The problem
Every line below that holds the string "CoreResult" must be copied.

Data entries
========================================

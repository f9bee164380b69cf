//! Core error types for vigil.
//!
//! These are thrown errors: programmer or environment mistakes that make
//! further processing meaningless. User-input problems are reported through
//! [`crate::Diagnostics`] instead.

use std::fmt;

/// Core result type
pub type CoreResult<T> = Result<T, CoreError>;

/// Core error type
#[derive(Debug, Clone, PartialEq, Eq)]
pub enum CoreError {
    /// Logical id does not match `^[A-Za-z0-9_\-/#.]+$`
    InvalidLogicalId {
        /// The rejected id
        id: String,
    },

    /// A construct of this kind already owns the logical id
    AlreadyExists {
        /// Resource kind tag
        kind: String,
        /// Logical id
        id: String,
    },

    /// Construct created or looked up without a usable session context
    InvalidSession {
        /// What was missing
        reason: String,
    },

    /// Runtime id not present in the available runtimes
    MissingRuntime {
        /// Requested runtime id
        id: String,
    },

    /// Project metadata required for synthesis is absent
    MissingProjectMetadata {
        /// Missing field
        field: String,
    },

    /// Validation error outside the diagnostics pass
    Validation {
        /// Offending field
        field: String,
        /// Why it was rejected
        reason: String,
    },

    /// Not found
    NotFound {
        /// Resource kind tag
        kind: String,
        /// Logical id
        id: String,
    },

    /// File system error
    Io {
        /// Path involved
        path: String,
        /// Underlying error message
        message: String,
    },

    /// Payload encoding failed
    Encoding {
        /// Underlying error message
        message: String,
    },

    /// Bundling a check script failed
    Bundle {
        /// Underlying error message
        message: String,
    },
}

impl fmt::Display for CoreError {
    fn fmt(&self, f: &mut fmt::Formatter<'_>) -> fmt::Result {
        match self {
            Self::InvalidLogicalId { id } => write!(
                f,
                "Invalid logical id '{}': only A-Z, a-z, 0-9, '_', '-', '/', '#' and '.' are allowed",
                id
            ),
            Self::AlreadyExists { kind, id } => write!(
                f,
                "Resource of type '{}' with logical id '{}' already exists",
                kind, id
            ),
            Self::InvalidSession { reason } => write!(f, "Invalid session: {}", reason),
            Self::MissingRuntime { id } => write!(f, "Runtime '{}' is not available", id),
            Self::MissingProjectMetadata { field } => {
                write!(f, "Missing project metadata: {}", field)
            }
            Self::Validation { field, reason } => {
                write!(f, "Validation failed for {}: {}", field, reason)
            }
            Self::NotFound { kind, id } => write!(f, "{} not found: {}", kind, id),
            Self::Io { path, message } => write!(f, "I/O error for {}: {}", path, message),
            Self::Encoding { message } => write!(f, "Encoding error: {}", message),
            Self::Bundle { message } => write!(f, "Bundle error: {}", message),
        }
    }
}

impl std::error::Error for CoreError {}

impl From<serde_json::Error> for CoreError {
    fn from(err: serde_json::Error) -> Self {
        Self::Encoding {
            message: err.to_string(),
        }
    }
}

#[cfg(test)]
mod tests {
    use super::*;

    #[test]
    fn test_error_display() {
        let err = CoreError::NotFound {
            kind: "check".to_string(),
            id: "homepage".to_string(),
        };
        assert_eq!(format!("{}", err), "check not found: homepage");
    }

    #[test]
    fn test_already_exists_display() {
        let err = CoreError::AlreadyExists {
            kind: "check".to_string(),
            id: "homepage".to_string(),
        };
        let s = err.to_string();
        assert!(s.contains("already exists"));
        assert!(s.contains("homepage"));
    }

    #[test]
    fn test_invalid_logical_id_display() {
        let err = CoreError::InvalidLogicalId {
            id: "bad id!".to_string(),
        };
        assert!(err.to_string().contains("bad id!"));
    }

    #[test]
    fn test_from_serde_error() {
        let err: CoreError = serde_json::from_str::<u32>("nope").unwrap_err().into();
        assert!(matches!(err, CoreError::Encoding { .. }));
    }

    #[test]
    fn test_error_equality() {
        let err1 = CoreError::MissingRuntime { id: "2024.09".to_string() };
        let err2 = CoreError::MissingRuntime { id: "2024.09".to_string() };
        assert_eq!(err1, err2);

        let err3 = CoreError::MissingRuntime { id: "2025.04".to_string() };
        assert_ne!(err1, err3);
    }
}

========================================

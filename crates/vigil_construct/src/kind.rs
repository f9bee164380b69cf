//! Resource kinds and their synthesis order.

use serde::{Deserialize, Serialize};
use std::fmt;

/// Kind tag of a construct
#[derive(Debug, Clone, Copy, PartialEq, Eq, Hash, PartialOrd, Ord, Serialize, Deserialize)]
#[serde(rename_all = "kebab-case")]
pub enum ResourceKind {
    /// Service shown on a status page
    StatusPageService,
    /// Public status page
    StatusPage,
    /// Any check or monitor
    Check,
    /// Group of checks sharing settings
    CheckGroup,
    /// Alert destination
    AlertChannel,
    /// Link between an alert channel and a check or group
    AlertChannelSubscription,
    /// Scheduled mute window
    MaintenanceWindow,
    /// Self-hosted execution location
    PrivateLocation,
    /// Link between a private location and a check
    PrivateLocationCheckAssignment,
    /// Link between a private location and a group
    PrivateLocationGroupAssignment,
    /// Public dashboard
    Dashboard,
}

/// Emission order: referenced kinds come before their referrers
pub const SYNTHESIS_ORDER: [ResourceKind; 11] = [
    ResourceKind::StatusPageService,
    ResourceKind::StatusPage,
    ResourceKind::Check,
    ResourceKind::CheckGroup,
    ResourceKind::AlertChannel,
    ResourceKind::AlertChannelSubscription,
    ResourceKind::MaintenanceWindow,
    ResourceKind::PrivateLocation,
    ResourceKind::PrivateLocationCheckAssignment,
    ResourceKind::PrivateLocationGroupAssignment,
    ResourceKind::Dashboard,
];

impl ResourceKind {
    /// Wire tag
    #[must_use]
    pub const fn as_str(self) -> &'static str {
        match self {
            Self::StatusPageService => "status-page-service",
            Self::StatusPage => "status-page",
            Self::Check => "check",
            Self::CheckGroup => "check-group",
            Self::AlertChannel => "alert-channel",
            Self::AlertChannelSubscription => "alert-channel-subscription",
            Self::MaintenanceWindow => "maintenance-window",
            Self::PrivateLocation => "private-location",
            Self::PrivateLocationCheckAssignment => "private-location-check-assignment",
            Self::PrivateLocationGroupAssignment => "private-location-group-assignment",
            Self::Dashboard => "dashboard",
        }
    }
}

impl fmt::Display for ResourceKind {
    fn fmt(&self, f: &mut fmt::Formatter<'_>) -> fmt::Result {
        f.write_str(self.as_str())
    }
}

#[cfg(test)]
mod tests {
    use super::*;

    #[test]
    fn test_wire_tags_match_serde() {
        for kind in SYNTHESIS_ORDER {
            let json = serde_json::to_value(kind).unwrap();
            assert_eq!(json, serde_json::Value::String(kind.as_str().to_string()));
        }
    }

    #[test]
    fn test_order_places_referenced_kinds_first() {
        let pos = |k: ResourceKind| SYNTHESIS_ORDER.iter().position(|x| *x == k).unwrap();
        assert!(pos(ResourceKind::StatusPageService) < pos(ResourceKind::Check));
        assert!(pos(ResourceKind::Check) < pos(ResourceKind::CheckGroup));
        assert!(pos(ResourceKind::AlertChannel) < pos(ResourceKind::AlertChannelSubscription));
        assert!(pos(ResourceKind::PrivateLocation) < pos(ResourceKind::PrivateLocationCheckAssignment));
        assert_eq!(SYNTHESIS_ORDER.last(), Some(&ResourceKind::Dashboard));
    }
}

========================================

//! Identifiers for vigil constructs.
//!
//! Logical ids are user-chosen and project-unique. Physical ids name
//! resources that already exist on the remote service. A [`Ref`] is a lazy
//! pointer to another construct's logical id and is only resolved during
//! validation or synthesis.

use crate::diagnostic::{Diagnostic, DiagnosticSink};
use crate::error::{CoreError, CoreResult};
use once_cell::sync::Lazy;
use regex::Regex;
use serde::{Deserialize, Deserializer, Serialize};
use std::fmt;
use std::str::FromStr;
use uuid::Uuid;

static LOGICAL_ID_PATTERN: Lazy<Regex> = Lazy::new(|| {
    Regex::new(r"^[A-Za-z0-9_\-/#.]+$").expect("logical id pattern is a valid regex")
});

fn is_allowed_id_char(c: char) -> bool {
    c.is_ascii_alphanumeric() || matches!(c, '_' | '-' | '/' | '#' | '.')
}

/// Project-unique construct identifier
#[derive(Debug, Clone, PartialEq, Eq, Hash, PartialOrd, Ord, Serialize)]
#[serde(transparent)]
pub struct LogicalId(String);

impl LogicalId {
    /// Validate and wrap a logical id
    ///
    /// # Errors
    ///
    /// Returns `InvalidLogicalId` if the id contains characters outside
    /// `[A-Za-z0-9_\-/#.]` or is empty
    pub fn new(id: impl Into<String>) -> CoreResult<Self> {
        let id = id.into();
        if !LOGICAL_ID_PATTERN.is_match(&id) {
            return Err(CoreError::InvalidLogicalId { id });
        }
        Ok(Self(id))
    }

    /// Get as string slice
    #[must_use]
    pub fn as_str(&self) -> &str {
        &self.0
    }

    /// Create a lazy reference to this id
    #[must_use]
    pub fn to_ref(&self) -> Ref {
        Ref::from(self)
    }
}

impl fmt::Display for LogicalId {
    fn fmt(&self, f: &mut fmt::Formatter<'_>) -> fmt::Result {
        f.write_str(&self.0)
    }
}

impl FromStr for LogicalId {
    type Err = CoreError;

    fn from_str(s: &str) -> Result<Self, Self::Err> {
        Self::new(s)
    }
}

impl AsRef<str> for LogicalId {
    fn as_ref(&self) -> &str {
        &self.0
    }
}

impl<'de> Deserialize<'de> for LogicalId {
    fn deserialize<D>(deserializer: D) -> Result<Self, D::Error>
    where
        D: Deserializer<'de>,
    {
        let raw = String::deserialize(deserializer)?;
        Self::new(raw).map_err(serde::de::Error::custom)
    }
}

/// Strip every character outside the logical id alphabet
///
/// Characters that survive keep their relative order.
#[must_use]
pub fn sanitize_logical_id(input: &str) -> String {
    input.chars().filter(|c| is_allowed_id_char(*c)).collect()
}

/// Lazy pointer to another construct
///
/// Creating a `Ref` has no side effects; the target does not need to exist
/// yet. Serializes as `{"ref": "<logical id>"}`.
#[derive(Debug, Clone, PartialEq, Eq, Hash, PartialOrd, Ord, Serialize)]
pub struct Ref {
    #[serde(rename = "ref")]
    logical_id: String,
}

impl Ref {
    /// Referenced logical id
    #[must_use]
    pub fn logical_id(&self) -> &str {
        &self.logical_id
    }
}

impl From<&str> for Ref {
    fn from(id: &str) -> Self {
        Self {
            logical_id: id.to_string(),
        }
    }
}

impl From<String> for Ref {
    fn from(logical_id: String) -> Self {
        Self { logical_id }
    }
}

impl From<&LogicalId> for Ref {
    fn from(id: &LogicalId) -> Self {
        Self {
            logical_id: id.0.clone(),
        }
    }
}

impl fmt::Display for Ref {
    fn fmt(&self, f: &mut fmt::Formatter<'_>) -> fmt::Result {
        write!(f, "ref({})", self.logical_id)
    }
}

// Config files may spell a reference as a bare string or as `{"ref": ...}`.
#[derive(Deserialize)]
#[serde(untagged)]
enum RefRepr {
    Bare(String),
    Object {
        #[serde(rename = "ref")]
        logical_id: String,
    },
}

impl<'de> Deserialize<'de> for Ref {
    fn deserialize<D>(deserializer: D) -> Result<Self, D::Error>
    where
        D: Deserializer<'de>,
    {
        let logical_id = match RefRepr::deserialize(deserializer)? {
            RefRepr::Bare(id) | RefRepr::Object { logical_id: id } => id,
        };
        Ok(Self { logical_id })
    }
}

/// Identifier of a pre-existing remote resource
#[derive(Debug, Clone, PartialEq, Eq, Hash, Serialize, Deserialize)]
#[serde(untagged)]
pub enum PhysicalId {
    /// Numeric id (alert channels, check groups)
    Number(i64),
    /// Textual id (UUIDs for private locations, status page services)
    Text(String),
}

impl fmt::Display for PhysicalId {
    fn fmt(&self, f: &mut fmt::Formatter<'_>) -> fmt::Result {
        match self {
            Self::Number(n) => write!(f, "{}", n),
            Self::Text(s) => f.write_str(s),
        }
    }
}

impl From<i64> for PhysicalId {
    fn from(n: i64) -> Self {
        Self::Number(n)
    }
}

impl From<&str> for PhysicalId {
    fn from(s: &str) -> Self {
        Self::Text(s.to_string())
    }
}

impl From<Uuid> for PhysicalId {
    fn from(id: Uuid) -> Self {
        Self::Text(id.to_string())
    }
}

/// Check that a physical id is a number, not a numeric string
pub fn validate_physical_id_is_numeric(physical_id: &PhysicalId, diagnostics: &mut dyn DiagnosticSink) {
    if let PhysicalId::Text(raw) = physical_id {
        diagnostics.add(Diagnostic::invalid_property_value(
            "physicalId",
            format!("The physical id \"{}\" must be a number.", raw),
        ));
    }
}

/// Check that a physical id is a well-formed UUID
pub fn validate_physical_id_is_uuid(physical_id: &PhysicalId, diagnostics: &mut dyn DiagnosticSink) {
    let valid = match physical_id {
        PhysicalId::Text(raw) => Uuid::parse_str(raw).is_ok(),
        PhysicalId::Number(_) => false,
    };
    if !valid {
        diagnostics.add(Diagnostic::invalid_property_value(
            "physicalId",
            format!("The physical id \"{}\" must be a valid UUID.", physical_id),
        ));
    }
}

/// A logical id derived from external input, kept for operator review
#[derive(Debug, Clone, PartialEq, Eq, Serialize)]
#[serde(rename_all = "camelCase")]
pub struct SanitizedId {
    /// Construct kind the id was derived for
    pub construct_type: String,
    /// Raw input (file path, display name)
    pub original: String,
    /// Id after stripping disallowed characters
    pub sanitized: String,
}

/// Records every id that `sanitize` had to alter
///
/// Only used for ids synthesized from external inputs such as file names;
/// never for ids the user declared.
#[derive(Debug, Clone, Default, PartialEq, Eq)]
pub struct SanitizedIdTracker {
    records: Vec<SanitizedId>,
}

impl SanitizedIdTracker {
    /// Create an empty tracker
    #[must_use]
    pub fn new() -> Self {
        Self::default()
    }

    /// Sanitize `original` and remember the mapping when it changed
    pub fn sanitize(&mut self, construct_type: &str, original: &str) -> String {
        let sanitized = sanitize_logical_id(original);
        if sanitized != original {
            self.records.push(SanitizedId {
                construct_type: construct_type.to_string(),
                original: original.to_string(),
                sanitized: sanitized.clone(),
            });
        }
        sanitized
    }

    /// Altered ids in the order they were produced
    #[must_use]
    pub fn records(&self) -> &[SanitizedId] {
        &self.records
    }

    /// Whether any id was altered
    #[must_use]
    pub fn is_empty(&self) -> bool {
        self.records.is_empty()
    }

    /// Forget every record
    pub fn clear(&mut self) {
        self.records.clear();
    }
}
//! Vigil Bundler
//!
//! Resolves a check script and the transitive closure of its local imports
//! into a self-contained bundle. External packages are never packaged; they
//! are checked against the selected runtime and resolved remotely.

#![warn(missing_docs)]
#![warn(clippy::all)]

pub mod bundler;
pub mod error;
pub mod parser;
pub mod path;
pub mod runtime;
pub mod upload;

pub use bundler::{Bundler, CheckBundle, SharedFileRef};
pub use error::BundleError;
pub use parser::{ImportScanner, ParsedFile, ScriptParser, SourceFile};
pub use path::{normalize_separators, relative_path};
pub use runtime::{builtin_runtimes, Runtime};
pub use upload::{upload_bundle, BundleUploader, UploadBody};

========================================

Solution to this exercise
pub type CoreResult<T> = Result<T, CoreError>;
use crate::error::{CoreError, CoreResult};
    pub fn new(id: impl Into<String>) -> CoreResult<Self> {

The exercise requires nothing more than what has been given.